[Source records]
------------------------

/// Unset-aware field wrapper for partial updates
///
/// JSON update bodies need three states per field, which `Option<T>` alone
/// cannot carry:
///
/// - the key is missing: [`Patch::Unset`], the column is left untouched
/// - the key is present with `null`: [`Patch::Null`]
/// - the key is present with a value: [`Patch::Value`]
///
/// Fields must be annotated with `#[serde(default)]` so that a missing key
/// deserializes to `Unset`.
///
/// # Example
///
/// ```
/// use serde::Deserialize;
/// use tik_shared::patch::Patch;
///
/// #[derive(Deserialize)]
/// struct UpdateBody {
///     #[serde(default)]
///     title: Patch<String>,
///     #[serde(default)]
///     description: Patch<String>,
/// }
///
/// let body: UpdateBody = serde_json::from_str(r#"{"title": "New"}"#).unwrap();
/// assert_eq!(body.title, Patch::Value("New".to_string()));
/// assert!(body.description.is_unset());
/// ```

use serde::{Deserialize, Deserializer};

#[derive(Debug, Clone, Default, PartialEq, Eq)]
pub enum Patch<T> {
    /// Field omitted by the caller
    #[default]
    Unset,

    /// Field explicitly set to `null`
    Null,

    /// Field explicitly set to a value
    Value(T),
}

impl<T> Patch<T> {
    pub fn is_unset(&self) -> bool {
        matches!(self, Patch::Unset)
    }

    pub fn is_set(&self) -> bool {
        !self.is_unset()
    }

    /// The supplied value, if one was given
    pub fn value(&self) -> Option<&T> {
        match self {
            Patch::Value(value) => Some(value),
            _ => None,
        }
    }

    /// Converts a set field into the value to store (`None` for an explicit null)
    ///
    /// Returns `None` for `Unset`, meaning "do not touch the column".
    pub fn into_assignment(self) -> Option<Option<T>> {
        match self {
            Patch::Unset => None,
            Patch::Null => Some(None),
            Patch::Value(value) => Some(Some(value)),
        }
    }

    pub fn map<U, F: FnOnce(T) -> U>(self, f: F) -> Patch<U> {
        match self {
            Patch::Unset => Patch::Unset,
            Patch::Null => Patch::Null,
            Patch::Value(value) => Patch::Value(f(value)),
        }
    }
}

impl<'de, T> Deserialize<'de> for Patch<T>
where
    T: Deserialize<'de>,
{
    fn deserialize<D>(deserializer: D) -> Result<Self, D::Error>
    where
        D: Deserializer<'de>,
    {
        Option::<T>::deserialize(deserializer).map(|value| match value {
            Some(value) => Patch::Value(value),
            None => Patch::Null,
        })
    }
}

#[cfg(test)]
mod tests {
    use super::*;

    #[derive(Debug, Deserialize)]
    struct Body {
        #[serde(default)]
        label: Patch<String>,
        #[serde(default)]
        level_id: Patch<i64>,
    }

    #[test]
    fn test_missing_key_is_unset() {
        let body: Body = serde_json::from_str("{}").unwrap();
        assert!(body.label.is_unset());
        assert!(body.level_id.is_unset());
    }

    #[test]
    fn test_explicit_null_differs_from_missing() {
        let body: Body = serde_json::from_str(r#"{"label": null}"#).unwrap();
        assert_eq!(body.label, Patch::Null);
        assert!(body.label.is_set());
        assert_eq!(body.label.into_assignment(), Some(None));
    }

    #[test]
    fn test_value_assignment() {
        let body: Body = serde_json::from_str(r#"{"level_id": 3}"#).unwrap();
        assert_eq!(body.level_id.value(), Some(&3));
        assert_eq!(body.level_id.into_assignment(), Some(Some(3)));
        assert_eq!(body.label.into_assignment(), None);
    }

    #[test]
    fn test_type_mismatch_is_rejected() {
        let result: Result<Body, _> = serde_json::from_str(r#"{"level_id": "high"}"#);
        assert!(result.is_err());
    }

    #[test]
    fn test_map_preserves_state() {
        assert_eq!(Patch::Value(2).map(|v| v * 2), Patch::Value(4));
        assert_eq!(Patch::<i32>::Null.map(|v| v * 2), Patch::Null);
        assert_eq!(Patch::<i32>::Unset.map(|v| v * 2), Patch::Unset);
    }
}
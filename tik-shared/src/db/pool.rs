/// Database connection pool management
///
/// This module builds the SQLite connection pool that acts as the store-handle
/// factory for the whole service. The pool is created once at startup and
/// passed explicitly to everything that needs a session; there is no global
/// engine.
///
/// # Example
///
/// ```no_run
/// use tik_shared::db::pool::{create_pool, DatabaseConfig};
///
/// #[tokio::main]
/// async fn main() -> Result<(), Box<dyn std::error::Error>> {
///     let config = DatabaseConfig {
///         url: "sqlite://tik.db?mode=rwc".to_string(),
///         ..Default::default()
///     };
///
///     let pool = create_pool(config).await?;
///
///     let row: (i64,) = sqlx::query_as("SELECT ?")
///         .bind(42i64)
///         .fetch_one(&pool)
///         .await?;
///
///     Ok(())
/// }
/// ```

use sqlx::sqlite::{SqliteConnectOptions, SqlitePool, SqlitePoolOptions};
use std::str::FromStr;
use std::time::Duration;
use tracing::{debug, info, warn};

/// Configuration for the database connection pool
///
/// All timeouts are specified in seconds for ease of configuration from environment variables.
#[derive(Debug, Clone)]
pub struct DatabaseConfig {
    /// SQLite connection URL (e.g., "sqlite://tik.db?mode=rwc")
    pub url: String,

    /// Maximum number of connections in the pool
    ///
    /// Default: 10
    pub max_connections: u32,

    /// Minimum number of idle connections to maintain
    ///
    /// Default: 1
    pub min_connections: u32,

    /// Timeout for acquiring a connection from the pool (seconds)
    ///
    /// Default: 30 seconds
    pub connect_timeout_seconds: u64,

    /// How long a connection can remain idle before being closed (seconds)
    ///
    /// Default: Some(600) (10 minutes)
    /// None = connections never closed due to idle time
    pub idle_timeout_seconds: Option<u64>,

    /// Maximum lifetime of a connection before forced recycling (seconds)
    ///
    /// Default: Some(1800) (30 minutes)
    pub max_lifetime_seconds: Option<u64>,

    /// How long a statement waits on a locked database file (seconds)
    ///
    /// Default: 5 seconds
    pub busy_timeout_seconds: u64,
}

impl Default for DatabaseConfig {
    fn default() -> Self {
        Self {
            url: String::new(),
            max_connections: 10,
            min_connections: 1,
            connect_timeout_seconds: 30,
            idle_timeout_seconds: Some(600),
            max_lifetime_seconds: Some(1800),
            busy_timeout_seconds: 5,
        }
    }
}

/// Creates and initializes a SQLite connection pool
///
/// This function:
/// 1. Parses the URL and turns on foreign key enforcement (cascade deletes depend on it)
/// 2. Creates a pool with the specified configuration
/// 3. Performs a health check to verify database connectivity
///
/// # Errors
///
/// Returns an error if:
/// - The database URL is invalid
/// - The database file cannot be opened or created
/// - Health check fails
pub async fn create_pool(config: DatabaseConfig) -> Result<SqlitePool, sqlx::Error> {
    info!(
        max_connections = config.max_connections,
        min_connections = config.min_connections,
        connect_timeout_seconds = config.connect_timeout_seconds,
        "Creating database connection pool"
    );

    let connect_options = SqliteConnectOptions::from_str(&config.url)?
        .create_if_missing(true)
        .foreign_keys(true)
        .busy_timeout(Duration::from_secs(config.busy_timeout_seconds));

    let mut pool_options = SqlitePoolOptions::new()
        .max_connections(config.max_connections)
        .min_connections(config.min_connections)
        .acquire_timeout(Duration::from_secs(config.connect_timeout_seconds));

    if let Some(idle_timeout) = config.idle_timeout_seconds {
        pool_options = pool_options.idle_timeout(Duration::from_secs(idle_timeout));
        debug!(idle_timeout_seconds = idle_timeout, "Set idle timeout");
    }

    if let Some(max_lifetime) = config.max_lifetime_seconds {
        pool_options = pool_options.max_lifetime(Duration::from_secs(max_lifetime));
        debug!(max_lifetime_seconds = max_lifetime, "Set max lifetime");
    }

    let pool = pool_options.connect_with(connect_options).await?;

    health_check(&pool).await?;

    info!("Database connection pool created successfully");
    Ok(pool)
}

/// Performs a health check on the database connection
///
/// Executes a simple query to verify the database is reachable and responding.
///
/// # Errors
///
/// Returns an error if the health check query fails
pub async fn health_check(pool: &SqlitePool) -> Result<(), sqlx::Error> {
    debug!("Performing database health check");

    let result: (i64,) = sqlx::query_as("SELECT 1").fetch_one(pool).await?;

    if result.0 == 1 {
        debug!("Database health check passed");
        Ok(())
    } else {
        warn!("Database health check returned unexpected value: {}", result.0);
        Err(sqlx::Error::Protocol(
            "Health check returned unexpected value".into(),
        ))
    }
}

/// Current pool statistics for monitoring
#[derive(Debug, Clone)]
pub struct PoolStats {
    /// Number of connections currently in use
    pub active_connections: usize,

    /// Number of idle connections available
    pub idle_connections: usize,

    /// Total connections in the pool
    pub total_connections: usize,
}

pub fn get_pool_stats(pool: &SqlitePool) -> PoolStats {
    let size = pool.size();
    let idle = pool.num_idle();

    PoolStats {
        active_connections: (size as usize).saturating_sub(idle),
        idle_connections: idle,
        total_connections: size as usize,
    }
}

/// Gracefully closes the connection pool
///
/// Called during shutdown so every connection is released before exit.
pub async fn close_pool(pool: SqlitePool) {
    info!("Closing database connection pool");
    pool.close().await;
    info!("Database connection pool closed");
}
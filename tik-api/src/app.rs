/// Application state and router builder
///
/// This module defines the shared application state and provides
/// a function to build the Axum router with all routes and middleware.
///
/// # Example
///
/// ```no_run
/// use tik_api::{app::AppState, config::Config};
/// use tik_shared::auth::password::PasswordHasher;
/// use tik_shared::db::pool::{create_pool, DatabaseConfig};
///
/// # async fn example() -> anyhow::Result<()> {
/// let config = Config::from_env()?;
/// let pool = create_pool(DatabaseConfig {
///     url: config.database.url.clone(),
///     ..Default::default()
/// })
/// .await?;
/// let hasher = PasswordHasher::new(config.password.memory_kib)?;
/// let state = AppState::new(pool, config, hasher);
/// let app = tik_api::app::build_router(state);
/// # Ok(())
/// # }
/// ```

use crate::{config::Config, error::ApiError, middleware::session::SessionLayer};
use axum::{
    extract::{Request, State},
    middleware::Next,
    response::Response,
    routing::{get, post, MethodRouter},
    Router,
};
use sqlx::SqlitePool;
use std::sync::Arc;
use tik_shared::auth::{jwt, password::PasswordHasher};
use tik_shared::models::label::{Category, Level, Status};
use tower_http::{
    cors::CorsLayer,
    trace::{DefaultMakeSpan, DefaultOnResponse, TraceLayer},
};
use tracing::Level as TraceLevel;

/// Shared application state
///
/// This is cloned for each request handler via Axum's `State` extractor.
/// Uses Arc internally for cheap cloning.
#[derive(Clone)]
pub struct AppState {
    /// Database connection pool
    pub db: SqlitePool,

    /// Application configuration
    pub config: Arc<Config>,

    /// Password hashing capability
    pub hasher: Arc<PasswordHasher>,
}

impl AppState {
    /// Creates new application state
    pub fn new(db: SqlitePool, config: Config, hasher: PasswordHasher) -> Self {
        Self {
            db,
            config: Arc::new(config),
            hasher: Arc::new(hasher),
        }
    }

    /// Gets JWT secret for token operations
    pub fn jwt_secret(&self) -> &str {
        &self.config.jwt.secret
    }
}

/// Builds the complete Axum router with all routes and middleware
///
/// # Routes
///
/// ```text
/// GET  /                         # Welcome message
/// GET  /health                   # Health check
/// POST /auth/token               # Exchange credentials for a bearer token
/// GET  /auth/me                  # Current user (bearer token required)
///
/// /{resource}/                   # categories, levels, statuses, users,
///     POST   /                   #   projects, tickets, comments
///     GET    /                   # (also served without the trailing slash)
///     GET    /:id
///     PUT    /:id
///     DELETE /:id
/// ```
///
/// # Middleware Stack
///
/// Applied in order (outermost first):
/// 1. Session scope (one `DbSession` per request, error rollback and logging)
/// 2. CORS (tower-http CorsLayer)
/// 3. Logging (tower-http TraceLayer)
/// 4. Bearer authentication (`/auth/me` only)
pub fn build_router(state: AppState) -> Router {
    use crate::routes::{auth, comments, health, labels, projects, tickets, users};

    let me = get(auth::me).layer(axum::middleware::from_fn_with_state(
        state.clone(),
        jwt_auth_layer,
    ));

    let router = Router::new()
        .route("/", get(health::home))
        .route("/health", get(health::health_check))
        .route("/auth/token", post(auth::token))
        .route("/auth/me", me);

    let router = resource(
        router,
        "/categories",
        get(labels::list::<Category>).post(labels::create::<Category>),
        get(labels::get::<Category>)
            .put(labels::update::<Category>)
            .delete(labels::delete::<Category>),
    );
    let router = resource(
        router,
        "/levels",
        get(labels::list::<Level>).post(labels::create::<Level>),
        get(labels::get::<Level>)
            .put(labels::update::<Level>)
            .delete(labels::delete::<Level>),
    );
    let router = resource(
        router,
        "/statuses",
        get(labels::list::<Status>).post(labels::create::<Status>),
        get(labels::get::<Status>)
            .put(labels::update::<Status>)
            .delete(labels::delete::<Status>),
    );
    let router = resource(
        router,
        "/users",
        get(users::list).post(users::create),
        get(users::get).put(users::update).delete(users::delete),
    );
    let router = resource(
        router,
        "/projects",
        get(projects::list).post(projects::create),
        get(projects::get).put(projects::update).delete(projects::delete),
    );
    let router = resource(
        router,
        "/tickets",
        get(tickets::list).post(tickets::create),
        get(tickets::get).put(tickets::update).delete(tickets::delete),
    );
    let router = resource(
        router,
        "/comments",
        get(comments::list).post(comments::create),
        get(comments::get).put(comments::update).delete(comments::delete),
    );

    let session_layer = SessionLayer::new(state.db.clone(), state.config.api.debug);

    router
        .layer(
            TraceLayer::new_for_http()
                .make_span_with(DefaultMakeSpan::new().level(TraceLevel::INFO))
                .on_response(DefaultOnResponse::new().level(TraceLevel::INFO)),
        )
        .layer(CorsLayer::permissive())
        .layer(session_layer)
        .with_state(state)
}

/// Mounts a collection at `{path}` and `{path}/`, and its items at `{path}/:id`
fn resource(
    router: Router<AppState>,
    path: &str,
    collection: MethodRouter<AppState>,
    item: MethodRouter<AppState>,
) -> Router<AppState> {
    router
        .route(path, collection.clone())
        .route(&format!("{}/", path), collection)
        .route(&format!("{}/:id", path), item)
}

/// Bearer token authentication middleware
///
/// Validates the JWT from the Authorization header and injects its claims
/// into the request extensions.
async fn jwt_auth_layer(
    State(state): State<AppState>,
    mut req: Request,
    next: Next,
) -> Result<Response, ApiError> {
    let auth_header = req
        .headers()
        .get(axum::http::header::AUTHORIZATION)
        .and_then(|v| v.to_str().ok())
        .ok_or_else(|| ApiError::Unauthorized("Not authenticated".to_string()))?;

    let token = auth_header
        .strip_prefix("Bearer ")
        .ok_or_else(|| ApiError::Unauthorized("Expected Bearer token".to_string()))?;

    let claims = jwt::validate_token(token, state.jwt_secret())?;

    req.extensions_mut().insert(claims);

    Ok(next.run(req).await)
}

------------------------

WHAT TO WORK ON: Look through the entries, and return every line that the word "categories" appears in.

ANSWER TO THE PROBLEM:
/// /{resource}/                   # categories, levels, statuses, users,
        "/categories",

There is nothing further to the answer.